7. processing unit as claimed in claim 6, which is characterized in that the first area of second register includes institute The low byte component level of the second register is stated, and the second area of second register includes second register High byte component level.

8. processing unit as claimed in claim 4, which is characterized in that the first or second register is 32 or 64 logical Use register.

9. processing unit as claimed in claim 4, which is characterized in that the first or second register is vector registor.

10. processing unit as claimed in claim 9, which is characterized in that the vector registor is for storing packed data 128,256 of element or 512 bit registers.

11. processing unit as claimed in claim 10, which is characterized in that the packed data element includes byte data element Element, digital data element, double-word data element or four digital data elements, and reverse centrifuge operation is for each data element In position be interleaved.

12. a kind of method that processor is realized, including：

The single instruction for executing reverse centrifuge operation is obtained, there are two source operands and destination to operate for described instruction tool Number；

The single instruction is decoded as decoded instruction；

Obtain source operand value associated at least one operand；And

Execute it is described it is decoded instruction with based on control mask indicate by the first source operand to Lai freedom the second source operand The position of the opposed area of specified source register is interleaved.
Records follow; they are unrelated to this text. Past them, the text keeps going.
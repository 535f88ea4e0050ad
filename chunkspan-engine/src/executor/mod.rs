//! Execution strategies for dispatching chunk requests
//!
//! An executor calls the annotator once per chunk and hands back one
//! outcome per chunk, in chunk order, however the calls were scheduled.

use crate::{
    annotator::{Annotator, RawAnnotation},
    error::AnnotatorError,
};
use chunkspan_core::Chunk;

#[cfg(feature = "parallel")]
pub mod parallel;
pub mod sequential;

// Re-export executors
#[cfg(feature = "parallel")]
pub use parallel::ParallelExecutor;
pub use sequential::SequentialExecutor;

/// Execution mode selector
#[derive(Debug, Clone, Copy, PartialEq, Eq, Default)]
pub enum ExecutionMode {
    /// One request at a time on the calling thread
    Sequential,
    /// Bounded concurrent requests on a worker pool
    Parallel,
    /// Parallel when there is more than one chunk and worker
    #[default]
    Adaptive,
}

impl ExecutionMode {
    /// Lowercase name as used in configuration files
    pub fn as_str(&self) -> &'static str {
        match self {
            ExecutionMode::Sequential => "sequential",
            ExecutionMode::Parallel => "parallel",
            ExecutionMode::Adaptive => "adaptive",
        }
    }
}

/// What happened to one chunk's request
#[derive(Debug, Clone, PartialEq, Eq)]
pub enum ChunkOutcome {
    /// The service answered
    Annotated(Vec<RawAnnotation>),
    /// The request failed
    Failed(AnnotatorError),
    /// Not attempted because an earlier chunk failed fatally
    Skipped,
}

impl ChunkOutcome {
    /// Run the annotator on one chunk
    pub fn request(annotator: &dyn Annotator, chunk: &Chunk<'_>) -> Self {
        match annotator.annotate(chunk.text) {
            Ok(annotations) => ChunkOutcome::Annotated(annotations),
            Err(err) => ChunkOutcome::Failed(err),
        }
    }

    /// Whether further requests are pointless after this outcome
    pub fn is_fatal(&self) -> bool {
        matches!(self, ChunkOutcome::Failed(err) if err.is_fatal())
    }
}

/// Trait for execution strategies
pub trait Executor: Send + Sync {
    /// Request annotations for every chunk, returning outcomes in chunk order
    fn dispatch(&self, chunks: &[Chunk<'_>], annotator: &dyn Annotator) -> Vec<ChunkOutcome>;

    /// Get the execution mode
    fn mode(&self) -> ExecutionMode;
}

/// Resolve `Adaptive` into a concrete mode for one request
pub fn auto_select(chunk_count: usize, workers: usize) -> ExecutionMode {
    if chunk_count < 2 || workers < 2 {
        ExecutionMode::Sequential
    } else {
        #[cfg(feature = "parallel")]
        return ExecutionMode::Parallel;

        #[cfg(not(feature = "parallel"))]
        ExecutionMode::Sequential
    }
}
13. method as claimed in claim 12, which is characterized in that first source operand is immediate operand.

14. method as claimed in claim 12, which is characterized in that it includes the control mask that first source operand is specified Register.

15. method as claimed in claim 12 further comprises writing the result into the position indicated by the vector element size It sets.

16. method as claimed in claim 15, which is characterized in that the vector element size indicates vector registor.

17. method as claimed in claim 15, which is characterized in that it includes that execution is at least one simultaneously to execute the decoded instruction Row deposit operation by the discontinuous position of source register to be written destination register.

18. method as claimed in claim 17, which is characterized in that the destination register is temporary register.

19. method as claimed in claim 18 further comprises executing multiple parallel deposit operations to multiple temporary registers.

20. method as claimed in claim 19 further comprises referring to result write-in by the vector element size OR operations are executed to the multiple temporary register before the position shown.

21. a kind of system includes the device for executing the method as described in any one of claim 12-20.

22. a kind of machine readable media has the data being stored thereon, the data by least one machine if being executed At least one machine is set to manufacture at least one for executing the integrated of the method as described in any one of claim 12-20 Circuit.